- Location: White City Stadium
- Start date: 14 June
- End date: 28 June
- Total prize money: £1,400 (winner)

= 1947 English Greyhound Derby =

The 1947 Greyhound Derby took place during June with the final being held on 28 June 1947 at White City Stadium. The winner Trev's Perfection received a first prize of £1,400.

== Final result ==
At White City (over 525 yards):

| Position | Name of Greyhound | Breeding | Trap | SP | Time | Trainer |
|---|---|---|---|---|---|---|
| 1st | Trev's Perfection | Trev's Despatch - Friar Tuck | 2 | 4-1 | 28.95 | Fred Trevillion (Private) |
| 2nd | Mondays News | Orlucks Best - Monday Next | 5 | 9-4f | 29.11 | Fred Farey (Private) |
| 3rd | Slaney Record | Rare Record - Honey Gale | 6 | 100-7 | 29.23 | Jack Toseland (Perry Barr) |
| 4th | Trev's Jackie | Mad Tanist - Lady Lavender | 4 | 10-1 | 29.31 | Fred Trevillion (Private) |
| 5th | Lacken Invader | Munster Hills - Murex | 3 | 4-1 | 29.47 | L Hague (White City - Manchester) |
| 6th | Patsys Record | Patsy Bogoak - Sunmount View | 1 | 7-2 | 29.67 | Stan Biss (Clapton) |

=== Distances ===
2, 1½, 1, 2, 2½ (lengths)

The distances between the greyhounds are in finishing order and shown in lengths. From 1927-1950 one length was equal to 0.06 of one second but race times are shown as 0.08 as per modern day calculations.

==Review==
36 greyhounds lined up for the 1947 Derby, with three semi-finals planned after the first round. The reason for this was a decision by the Greyhound Racing Association (GRA) to allow the Racing Manager Major Percy Brown to select all of the runners for the event. Mondays News (the defending champion) were joined by Priceless Border, a recent arrival from Ireland who had clocked a record time of 29.54 at Celtic Park. The ante post favourites are Dante II; the black dog was a finalist in 1946 and had gone from strength to strength winning the Pall Mall, Edinburgh Cup and Northern Flat and Tonycus who are both quoted at 5-1. Trev's Perfection (formerly Motts Regret) and Trev's Jackie were the main entries for Fred Trevillion, his initial Derby dog, a £900 purchase from Ireland called Trev's Councillor (formerly Councillors Rock) had returned to Ireland after being disqualified for fighting.

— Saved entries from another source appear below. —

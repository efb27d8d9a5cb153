//! Ferrochain - a minimal proof-of-work header chain
//!
//! A sequence of fixed-layout block headers, each cryptographically bound to
//! its predecessor and to arbitrary payload data. Admitting a new block
//! requires finding a timestamp/nonce pair whose header digest falls below a
//! configurable 32-byte target.
//!
//! # Architecture
//!
//! The crate is organized into logical modules:
//!
//! ## Core Chain
//! - [`header`] - Block header data model and byte-exact encoding
//! - [`chain`] - Chain orchestration, one block at a time
//!
//! ## Consensus & Mining
//! - [`miner`] - Proof-of-work nonce search with cancellation
//!
//! ## Cryptography
//! - [`crypto`] - SHA-256 digests and target comparison
//!
//! ## State Management
//! - [`ledger`] - Append-only binary header log
//!
//! ## Configuration & Utilities
//! - [`config`] - Configuration management
//! - [`error`] - Error types

#![forbid(unsafe_code)]

// ============================================================================
// Core Chain
// ============================================================================
pub mod chain;
pub mod header;

// ============================================================================
// Consensus & Mining
// ============================================================================
pub mod miner;

// ============================================================================
// Cryptography
// ============================================================================
pub mod crypto;

// ============================================================================
// State Management
// ============================================================================
pub mod ledger;

// ============================================================================
// Configuration & Utilities
// ============================================================================
pub mod config;
pub mod error;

During the first round Trev's Perfection won heat two in 29.30, quickly followed by Dante II in a time just six spots slower. Dante II had encountered trouble in his race but showed great determination to win in 29.99. Priceless Border was an easy eight length victor in 29.18 and Mondays News progressed winning in 29.36. All of the four favourites had sealed a semi-final place.

Before the semi-finals, Priceless Border had to be withdrawn from the competition because he was off colour. Trev's Perfection claimed the first heat with Slaney Record finishing in second place, Dante II was eliminated after finding trouble again. Lacken Invader came from behind to win the second heat, catching defending champion Mondays News and finally Clapton greyhound Patsys Record won the third and final heat, with Trev's Jackie claiming the last qualifying place.

At 10.15pm, on Saturday 28 June, before a crowd of 55,000 Mondays News was hoping to emulate Mick the Miller by winning a second Derby. Mondays News broke in front but moved wide at the first bend allowing Trev's Perfection inside him. The brindle dog resisted the efforts of the favourite and ran out a two length winner, in a new Derby final best time. It was the first time 29 seconds had been broken in the Derby final and it was also the first time the Derby had been won from trap two. In a bizarre twist, when Trev's Perfection was called Motts Regret he had been trained by Fred Farey, the current handler of Mondays News. Trev's Perfection went on to complete the Triple Crown of Scottish, English and Welsh Derby wins.